When we specify a sequence of names (in order with a filename being the last), the cd() function would assume that all the names prior to the filename are folder names, which specify a path to the file. For example, to specify a path to a file named "quick_start.dat" within the "pyhelpers_tutorial" folder:

>>> # Name of the file
>>> filename = "quick_start.dat"
>>> # Path to the file named "quick_start.dat"
>>> path_to_file = cd(dir_name, filename)  # path_to_file = cd(path_to_dir, filename)
>>> # Relative path of the file "quick_start.dat"
>>> rel_file_path = os.path.relpath(path_to_file)
>>> print(rel_file_path)
pyhelpers_tutorial\quick_start.dat

If any directories in the specified path do not exist, setting mkdir=True will create them. For example, to specify a data directory named "data" within the "pyhelpers_tutorial" folder:

>>> # Path to the data directory
>>> data_dir = cd(dir_name, "data")  # equivalent to `cd(path_to_dir, "data")`
>>> # Relative path of the data directory
>>> rel_data_dir = os.path.relpath(data_dir)
>>> print(rel_data_dir)
pyhelpers_tutorial\data

We can then use the is_dir() function to check if data_dir (or rel_data_dir) is a directory:

>>> from pyhelpers.dirs import is_dir
>>> # Check if `rel_data_dir` is a directory
>>> print(f'Does `rel_data_dir` specify a directory path? {is_dir(rel_data_dir)}')
Does `rel_data_dir` specify a directory path? True
>>> # Check if the data directory exists
>>> print(f'Does the directory "{rel_data_dir}\\" exist? {os.path.exists(rel_data_dir)}')
Does the directory "pyhelpers_tutorial\data\" exist? False

For another example, to specify a path to a Pickle file, named "dat.pkl", in the directory "pyhelpers_tutorial\data\":

>>> # Name of the Pickle file
>>> pickle_filename = "dat.pkl"
>>> # Path to the Pickle file
>>> path_to_pickle = cd(data_dir, pickle_filename)
>>> # Relative path of the Pickle file
>>> rel_pickle_path = os.path.relpath(path_to_pickle)
>>> print(rel_pickle_path)
pyhelpers_tutorial\data\dat.pkl

Check rel_pickle_path (or path_to_pickle):

>>> # Check if `rel_pickle_path` is a directory
>>> print(f'Is `rel_pickle_path` a directory? {os.path.isdir(rel_pickle_path)}')
Is `rel_pickle_path` a directory? False
>>> # Check if the file "dat.pkl" exists
>>> print(f'Does the file "{rel_pickle_path}" exist? {os.path.exists(rel_pickle_path)}')
Does the file "pyhelpers_tutorial\data\dat.pkl" exist? False

Let’s now set mkdir=True to create any missing directories:

>>> path_to_pickle = cd(data_dir, pickle_filename, mkdir=True)
>>> rel_data_dir = os.path.relpath(data_dir)
>>> # Check again if the data directory exists
>>> print(f'Does the directory "{rel_data_dir}" exist? {os.path.exists(rel_data_dir)}')
Does the directory "pyhelpers_tutorial\data" exist? True
>>> # Check again if the file "dat.pkl" exists
>>> print(f'Does the file "{rel_pickle_path}" exist? {os.path.exists(rel_pickle_path)}')
Does the file "pyhelpers_tutorial\data\dat.pkl" exist? False

[See also the example of saving data as a Pickle file.]
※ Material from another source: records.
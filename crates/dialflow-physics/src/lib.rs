//! Inertial wheel model for dial input
//!
//! Turns discrete wheel rotation impulses into smooth motion sampled on a fixed
//! tick, and turns that motion back into discrete direction tokens.
//!
//! - [`WheelPhysics`]: velocity, friction decay and sensitivity-scaled position
//! - [`ImpulseEmitter`]: one token per threshold of position travel
//! - [`TuningHandle`]: shared friction and sensitivity with per-tick snapshots
//!
//! # Example
//!
//! ```
//! use dialflow_physics::prelude::*;
//! use std::time::Instant;
//!
//! let tuning = TuningParameters::default();
//! let mut wheel = WheelPhysics::new();
//! let mut emitter = ImpulseEmitter::new();
//!
//! let now = Instant::now();
//! wheel.on_impulse(20.0, Direction::Clockwise, &tuning, now);
//! let mut tokens = Vec::new();
//! for i in 1..=5u32 {
//!     if let TickOutcome::Advanced { position, .. } =
//!         wheel.tick(&tuning, now + TICK_PERIOD * i)
//!     {
//!         tokens.extend(emitter.observe(position));
//!     }
//! }
//! assert!(!tokens.is_empty());
//! ```

#![deny(unsafe_op_in_unsafe_fn, clippy::unwrap_used)]
#![warn(missing_docs)]
#![warn(missing_debug_implementations)]

pub mod emitter;
pub mod error;
pub mod prelude;
pub mod tuning;
pub mod wheel;

pub use emitter::{DirectionToken, ImpulseEmitter, TokenMode};
pub use error::{PhysicsError, PhysicsResult};
pub use tuning::{TuningHandle, TuningParameters};
pub use wheel::{Direction, TickOutcome, WheelPhysics, WheelSnapshot};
To delete the directory "pyhelpers_tutorial\" (including all its contents), we can use the delete_dir() function:

>>> from pyhelpers.dirs import delete_dir
>>> # Delete the "pyhelpers_tutorial" directory
>>> delete_dir(path_to_dir, verbose=True)
To delete the directory "pyhelpers_tutorial\" (Not empty)
? [No]|Yes: yes
Deleting "pyhelpers_tutorial\" ... Done.

Save and load data with Pickle files

< Previous | Back to Top | Next >

The pyhelpers.store module can facilitate tasks such as saving and loading data using file-like objects in common formats such as CSV, JSON, and Pickle.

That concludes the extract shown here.